Paul Buchheit: Make your site faster and cheaper to operate in one easy step. Paul promotes gzip encoding using nginx as a proxy, and mentions that FriendFeed use a “custom, epoll-based python server” as their application server. Does that mean that they’re serving their real-time comet feeds directly from Python?

# 17th April 2009, 5:19 pm / comet, epoll, friendfeed, gzip, nginx, paul-buchheit, python

Drop ACID and think about data. I’ve been very impressed with the quality and speed with which the PyCon 2009 videos have been published. Here’s Bob Ippolito on distributed databases and key/value stores.

# 17th April 2009, 5:13 pm / acid, bob-ippolito, data, databases, pycon, pycon2009, python

Installing CouchDB from source on OS X. So far I’ve just been playing with it in an Ubuntu virtual machine.

# 17th April 2009, 4:22 pm / building, couchdb, macos, ubuntu

Cross Browser Base64 Encoded Images Embedded in HTML (via) Scarily clever. View the PHP source to see what’s going on—most browsers get image tags that use data URIs starting with data:image/png;base64, but IE gets served a Content-type:message/rfc822 header and a MIME formatted multipart/related document, as used by e-mail clients to embed inline image attachments.

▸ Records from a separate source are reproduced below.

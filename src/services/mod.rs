pub mod hashing;
pub mod jwt;
pub mod mailer;
pub mod metrics;
pub mod security;
pub mod sweeper;
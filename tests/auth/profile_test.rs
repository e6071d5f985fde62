use axum::http::StatusCode;
use serde_json::{json, Value};
use uuid::Uuid;

use crate::common::{test_password, TestContext};

#[tokio::test]
async fn get_user_returns_public_profile() {
    let ctx = TestContext::new().await;
    let (id, token) = ctx.signed_in_user("Ada").await;

    let response = ctx
        .server
        .get(&format!("/api/v1/users/{id}"))
        .authorization_bearer(&token)
        .await;

    response.assert_status_ok();
    let body: Value = response.json();
    assert_eq!(body["id"], id.to_string());
    assert_eq!(body["name"], "Ada");
    assert!(body.get("passwordHash").is_none());
}

#[tokio::test]
async fn get_unknown_user_returns_not_found() {
    let ctx = TestContext::new().await;
    let (_, token) = ctx.signed_in_user("Ada").await;

    let response = ctx
        .server
        .get(&format!("/api/v1/users/{}", Uuid::new_v4()))
        .authorization_bearer(&token)
        .await;

    response.assert_status(StatusCode::NOT_FOUND);
}

#[tokio::test]
async fn patch_profile_changes_only_given_fields() {
    let ctx = TestContext::new().await;
    let (_, email) = ctx.verified_user("Ada").await;
    let token = ctx.access_token(&email).await;
    let before = ctx.store.stored_user(&email).unwrap();

    let response = ctx
        .server
        .patch("/api/v1/users/profile")
        .authorization_bearer(&token)
        .json(&json!({ "name": "Ada Lovelace", "profilePhoto": "https://cdn.example.com/ada.png" }))
        .await;

    response.assert_status_ok();
    let body: Value = response.json();
    assert_eq!(body["name"], "Ada Lovelace");
    assert_eq!(body["profilePhoto"], "https://cdn.example.com/ada.png");
    assert_eq!(body["email"], email.as_str());

    let after = ctx.store.stored_user(&email).unwrap();
    assert_eq!(after.password_hash, before.password_hash);
    assert!(after.verified);
}

#[tokio::test]
async fn patch_with_weak_password_returns_unprocessable() {
    let ctx = TestContext::new().await;
    let (_, email) = ctx.verified_user("Ada").await;
    let token = ctx.access_token(&email).await;

    let response = ctx
        .server
        .patch("/api/v1/users/profile")
        .authorization_bearer(&token)
        .json(&json!({ "password": "short" }))
        .await;

    response.assert_status(StatusCode::UNPROCESSABLE_ENTITY);
}

#[tokio::test]
async fn patch_with_same_password_keeps_hash() {
    let ctx = TestContext::new().await;
    let (_, email) = ctx.verified_user("Ada").await;
    let token = ctx.access_token(&email).await;
    let before = ctx.store.stored_user(&email).unwrap();

    ctx.server
        .patch("/api/v1/users/profile")
        .authorization_bearer(&token)
        .json(&json!({ "password": test_password() }))
        .await
        .assert_status_ok();

    assert_eq!(ctx.store.stored_user(&email).unwrap().password_hash, before.password_hash);
}

#[tokio::test]
async fn patch_with_new_password_rehashes_and_login_uses_it() {
    let ctx = TestContext::new().await;
    let (_, email) = ctx.verified_user("Ada").await;
    let token = ctx.access_token(&email).await;

    ctx.server
        .patch("/api/v1/users/profile")
        .authorization_bearer(&token)
        .json(&json!({ "password": "new-password-42" }))
        .await
        .assert_status_ok();

    ctx.login(&email, test_password())
        .await
        .assert_status(StatusCode::UNAUTHORIZED);
    ctx.login(&email, "new-password-42").await.assert_status_ok();
}

#[tokio::test]
async fn patch_to_taken_email_returns_conflict() {
    let ctx = TestContext::new().await;
    let (_, taken) = ctx.verified_user("Bob").await;
    let (_, token) = ctx.signed_in_user("Ada").await;

    let response = ctx
        .server
        .patch("/api/v1/users/profile")
        .authorization_bearer(&token)
        .json(&json!({ "email": taken }))
        .await;

    response.assert_status(StatusCode::CONFLICT);
}

#[tokio::test]
async fn patch_cannot_set_verified_flag() {
    let ctx = TestContext::new().await;
    let (_, token) = ctx.signed_in_user("Ada").await;

    let response = ctx
        .server
        .patch("/api/v1/users/profile")
        .authorization_bearer(&token)
        .json(&json!({ "verified": false }))
        .await;

    response.assert_status(StatusCode::BAD_REQUEST);
}

#[tokio::test]
async fn delete_own_account() {
    let ctx = TestContext::new().await;
    let (_, email) = ctx.verified_user("Ada").await;
    let token = ctx.access_token(&email).await;
    let id = ctx.store.stored_user(&email).unwrap().id;

    ctx.server
        .delete(&format!("/api/v1/users/{id}"))
        .authorization_bearer(&token)
        .await
        .assert_status_ok();

    assert!(ctx.store.stored_user(&email).is_none());
    ctx.login(&email, test_password())
        .await
        .assert_status(StatusCode::UNAUTHORIZED);
}

#[tokio::test]
async fn delete_someone_else_is_forbidden() {
    let ctx = TestContext::new().await;
    let (bob, bob_email) = ctx.verified_user("Bob").await;
    let (_, token) = ctx.signed_in_user("Ada").await;

    let response = ctx
        .server
        .delete(&format!("/api/v1/users/{bob}"))
        .authorization_bearer(&token)
        .await;

    response.assert_status(StatusCode::FORBIDDEN);
    assert!(ctx.store.stored_user(&bob_email).is_some());
}

#[tokio::test]
async fn delete_twice_returns_not_found() {
    let ctx = TestContext::new().await;
    let (id, token) = ctx.signed_in_user("Ada").await;

    ctx.server
        .delete(&format!("/api/v1/users/{id}"))
        .authorization_bearer(&token)
        .await
        .assert_status_ok();

    // The access token is stateless and outlives the account.
    ctx.server
        .delete(&format!("/api/v1/users/{id}"))
        .authorization_bearer(&token)
        .await
        .assert_status(StatusCode::NOT_FOUND);
}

# 17th April 2009, 4:12 pm / base64, browsers, hedger-wang, internet-explorer, mime, php

Developing Django apps with zc.buildout. Jacob went ahead and actually documented one of Python’s myriad of packaging options.

# 16th April 2009, 9:50 am / jacob-kaplan-moss, packaging, python, zcbuildout

(Yet) Another DiggBar Update. Digg are responding in exactly the right way in my opinion—the DiggBar will start returning 301 redirects for anonymous users, while users who are logged in to Digg can opt-out of the feature if they want to (usage statistics show that most Digg users are fine with the feature).

# 16th April 2009, 12:50 am / digg, diggbar, redirects, urls

10 Cool Things We’ll Be Able To Do Once IE6 Is Dead. Highlights include child and attribute selectors, 24bit PNGs and max-width and min-width. Simple pleasures, but I can hardly wait.

# 15th April 2009, 2:17 pm / brothercake, browsers, css, ie6, maxwidth, minwidth, pngs, selectors, standards

London’s abandoned Underground Stations on Google Street View. “The network is littered with buildings that belonged to stations that closed their doors to the public because routes were changed and diverted, or because there was just too little traffic to make them viable. Here are some of the remnants of disused Underground stations that you can see on Google’s Street View of London.”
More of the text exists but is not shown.